A + B Problem II
題目描述
I have a very simple problem for you. Given two integers A and B, your job is to calculate the Sum of A + B.
Iutput
The first line of the input contains an integer T(1<=T<=20) which means the number of test cases. Then T lines follow, each line consists of two positive integers, A and B. Notice that the integers are very large, that means you should not process them by using 32-bit integer. You may assume the length of each integer will not exceed 1000.
Output
For each test case, you should output two lines. The first line is “Case #:”, # means the number of the test case. The second line is the an equation “A + B = Sum”, Sum means the result of A + B. Note there are some spaces int the equation.

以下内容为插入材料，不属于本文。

use crate::DataLinkAddress;
use thiserror::Error;

/// Errors that can occur at the data-link layer.
#[derive(Debug, Error)]
pub enum DataLinkError {
    #[error("io error: {0}")]
    Io(#[from] std::io::Error),
    #[error("frame too large")]
    FrameTooLarge,
    #[error("invalid frame")]
    InvalidFrame,
    #[error("address {0} is not valid for this transport")]
    AddressFamily(DataLinkAddress),
    #[error("unsupported BVLC function 0x{0:02x}")]
    UnsupportedBvlcFunction(u8),
    #[error("BVLC result code 0x{0:04x}")]
    BvlcResult(u16),
    #[error("bbmd not configured")]
    BbmdNotConfigured,
    #[error("station address not configured")]
    StationNotConfigured,
    #[error("transmit not confirmed within timeout")]
    TransmitTimeout,
    #[error("transport is shut down")]
    Disposed,
}

/// Async trait for sending and receiving raw NPDU bytes over one medium.
///
/// Implementors include [`BacnetIpTransport`](crate::BacnetIpTransport),
/// [`BacnetIp6Transport`](crate::BacnetIp6Transport), and the MS/TP and PTP
/// transports in their own crates. Each implementor runs its own receive
/// loop; `recv` completes from that loop's context, so callers must not
/// assume any particular execution context.
pub trait DataLink: Send + Sync {
    /// Sends `payload` to the given data-link `address`.
    async fn send(&self, address: DataLinkAddress, payload: &[u8]) -> Result<(), DataLinkError>;

    /// Receives a payload into `buf`, returning `(bytes_read, source_address)`.
    async fn recv(&self, buf: &mut [u8]) -> Result<(usize, DataLinkAddress), DataLinkError>;

    /// The address that reaches every station on this medium.
    fn broadcast_address(&self) -> DataLinkAddress;
}
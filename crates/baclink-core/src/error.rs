use core::fmt;

#[derive(Debug, Clone, Copy, PartialEq, Eq)]
pub enum EncodeError {
    BufferTooSmall,
    ValueOutOfRange,
}

impl fmt::Display for EncodeError {
    fn fmt(&self, f: &mut fmt::Formatter<'_>) -> fmt::Result {
        match self {
            Self::BufferTooSmall => f.write_str("buffer too small"),
            Self::ValueOutOfRange => f.write_str("value out of range"),
        }
    }
}

#[cfg(feature = "std")]
impl std::error::Error for EncodeError {}

#[derive(Debug, Clone, Copy, PartialEq, Eq)]
pub enum DecodeError {
    UnexpectedEof,
    InvalidLength,
    InvalidValue,
}

impl fmt::Display for DecodeError {
    fn fmt(&self, f: &mut fmt::Formatter<'_>) -> fmt::Result {
        match self {
            Self::UnexpectedEof => f.write_str("unexpected end of input"),
            Self::InvalidLength => f.write_str("invalid length"),
            Self::InvalidValue => f.write_str("invalid value"),
        }
    }
}

#[cfg(feature = "std")]
impl std::error::Error for DecodeError {}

Output a blank line between two test cases.
Sample Input
2
1 2
112233445566778899 998877665544332211
Sample Output
Case 1:
1 + 2 = 3
Case 2:
112233445566778899 + 998877665544332211 = 1111111111111111110
思路:
構造字符串數組保存兩個加數,然後利用棧結構來存儲每一位的的和,每一位的和包括兩個字符串相應位置字符值相加和低位的進位;
代碼
#include <cstdio>
#include <cstring>
#include <stack>
using namespace std;
int main()
{
int t,i,num=1;
scanf("%d",&t);
while(t--){
stack<int> st;
char a[1005],b[1005];
if(num>1)
printf("\n");
scanf("%s%s",a,b);
int lena=strlen(a)-1;
int lenb=strlen(b)-1;
printf("Case %d:\n",num);
for(i=0;i<=lena;i++){
printf("%c",a[i]);
}
printf(" + ");
for(i=0;i<=lenb;i++){
printf("%c",b[i]);
}
printf(" = ");
int s,c=0;
while(lena>=0&&lenb>=0){
s=(a[lena]-'0')+(b[lenb]-'0')+c;
if(s>=10){
s-=10;
c=1;
}
else c=0;
st.push(s);
lena--;
lenb--;
if(lena==-1){
for(i=lenb;i>=0;i--){
s=(b[i]-'0')+c;
if(s>=10){
s-=10;
c=1;
}
else c=0;
st.push(s);
}
if(c)
st.push(c);
while(!st.empty()){
printf("%d",st.top());
st.pop();
}
printf("\n");
break;
}
if(lenb==-1){
for(i=lena;i>=0;i--){
s=(a[i]-'0')+c;
if(s>=10){
s-=10;
c=1;
}
else c=0;
st.push(s);
}
if(c)
st.push(c);
while(!st.empty()){
printf("%d",st.top());
st.pop();
}
printf("\n");
break;
}
}
num++;
}
return 0;
}